──────── Listed records ────────
// Copyright 2026 the Trellis Authors
// SPDX-License-Identifier: Apache-2.0 OR MIT

//! Simulated hosting view that exercises a list layout and the tracing
//! pipeline.
//!
//! Scrolls a grouped [`ListLayout`] through its content, resizes it, grows a
//! section, walks the selection with arrow keys, and drags an item with
//! displacement. Events go to both a
//! [`PrettyPrintSink`](trellis_debug::pretty::PrettyPrintSink) and a
//! [`RecorderSink`](trellis_debug::recorder::RecorderSink), and the recording
//! is exported as JSON.

use std::fs::File;
use std::io::BufWriter;

use kurbo::{Point, Rect};
use trellis_core::drop::DropType;
use trellis_core::host::HostView;
use trellis_core::index::{IndexPath, SUPPLEMENTARY_FOOTER, SUPPLEMENTARY_HEADER};
use trellis_core::layout::{Direction, LayoutLifecycle};
use trellis_core::resolve::{self, LayoutPass};
use trellis_core::trace::{
    DropTargetEvent, LayoutPassSummary, NavigationEvent, PrepareEvent, TraceSink, Tracer,
    VisibleQueryEvent,
};
use trellis_debug::pretty::PrettyPrintSink;
use trellis_debug::recorder::RecorderSink;
use trellis_harness::StaticHost;
use trellis_layouts::{ListLayout, ListLayoutConfig};

const KINDS: &[&str] = &[SUPPLEMENTARY_HEADER, SUPPLEMENTARY_FOOTER];
const SCROLL_FRAMES: u32 = 24;
const SCROLL_STEP: f64 = 90.0;

/// Forwards every event to both sinks.
struct Tee<'a> {
    pretty: &'a mut PrettyPrintSink,
    recorder: &'a mut RecorderSink,
}

impl TraceSink for Tee<'_> {
    fn on_prepare(&mut self, e: &PrepareEvent) {
        self.pretty.on_prepare(e);
        self.recorder.on_prepare(e);
    }

    fn on_visible_query(&mut self, e: &VisibleQueryEvent) {
        self.pretty.on_visible_query(e);
        self.recorder.on_visible_query(e);
    }

    fn on_drop_target(&mut self, e: &DropTargetEvent) {
        self.pretty.on_drop_target(e);
        self.recorder.on_drop_target(e);
    }

    fn on_navigation(&mut self, e: &NavigationEvent) {
        self.pretty.on_navigation(e);
        self.recorder.on_navigation(e);
    }

    fn on_pass_summary(&mut self, s: &LayoutPassSummary) {
        self.pretty.on_pass_summary(s);
        self.recorder.on_pass_summary(s);
    }
}

fn main() {
    // -- sinks -------------------------------------------------------------
    let mut pretty = PrettyPrintSink::new(Box::new(std::io::stdout()));
    let mut recorder = RecorderSink::new();
    let mut tee = Tee {
        pretty: &mut pretty,
        recorder: &mut recorder,
    };
    let mut tracer = Tracer::new(&mut tee);

    // -- host and layout ---------------------------------------------------
    let host = StaticHost::with_size(320.0, 480.0, &[12, 0, 30, 8]);
    host.set_selectable(IndexPath::new(0, 2), false);
    let mut layout = ListLayout::new(ListLayoutConfig::grouped());
    layout.attach_host(&host);
    let mut pass = LayoutPass::default();

    // -- scroll through the content ----------------------------------------
    let mut y = 0.0;
    for _ in 0..SCROLL_FRAMES {
        let bounds = host.bounds();
        let viewport = Rect::from_origin_size((0.0, y), bounds.size());
        resolve::layout_pass(&mut layout, &*host, viewport, KINDS, &mut pass, &mut tracer);
        let max_y = (pass.content_size.height - bounds.height()).max(0.0);
        y = (y + SCROLL_STEP).min(max_y);
    }

    // -- resize: only a width change re-lays out a list --------------------
    for bounds in [
        Rect::new(0.0, 0.0, 320.0, 600.0),
        Rect::new(0.0, 0.0, 280.0, 600.0),
    ] {
        host.set_bounds(bounds);
        let accepted = layout.invalidate_for_bounds_change(bounds);
        println!(
            "resize to {:.0}x{:.0}: invalidated={accepted}",
            bounds.width(),
            bounds.height()
        );
        let viewport = Rect::from_origin_size((0.0, 0.0), bounds.size());
        resolve::layout_pass(&mut layout, &*host, viewport, KINDS, &mut pass, &mut tracer);
    }

    // -- grow one section ----------------------------------------------------
    host.set_counts(&[12, 0, 35, 8]);
    layout.invalidate_sections([2]);
    let viewport = Rect::from_origin_size((0.0, 0.0), host.bounds().size());
    resolve::layout_pass(&mut layout, &*host, viewport, KINDS, &mut pass, &mut tracer);

    // -- arrow-key navigation ------------------------------------------------
    let mut selection = None;
    for direction in [
        Direction::Down,
        Direction::Down,
        Direction::Down,
        Direction::Up,
        Direction::Left,
    ] {
        if let Some(next) =
            resolve::next_selection(&layout, &*host, direction, selection, &mut tracer)
        {
            selection = Some(next);
        }
    }
    println!("selection: {selection:?}");

    // -- drag with displacement ----------------------------------------------
    layout.set_drop_type(DropType::Displacement);
    for y in [40.0, 60.0, 90.0, 95.0, 200.0] {
        resolve::drag_update(&mut layout, Point::new(100.0, y), &mut tracer);
        resolve::layout_pass(&mut layout, &*host, viewport, KINDS, &mut pass, &mut tracer);
        if let Some(gap) = pass.placeholder {
            println!("gap at y {:.0}..{:.0}", gap.frame.y0, gap.frame.y1);
        }
    }
    let dropped = layout.end_drag();
    println!("dropped at: {dropped:?}");
    resolve::layout_pass(&mut layout, &*host, viewport, KINDS, &mut pass, &mut tracer);

    // -- export --------------------------------------------------------------
    let path = "layout_trace.json";
    let file = File::create(path).expect("failed to create layout_trace.json");
    let mut writer = BufWriter::new(file);
    trellis_debug::json::export(recorder.as_bytes(), &mut writer)
        .expect("failed to write layout trace");

    println!("Wrote {path}");
}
────────
Your assignment: Could you find every line in the records above that contains the word "BufWriter" and copy it?

Answer for this exercise:
use std::io::BufWriter;
    let mut writer = BufWriter::new(file);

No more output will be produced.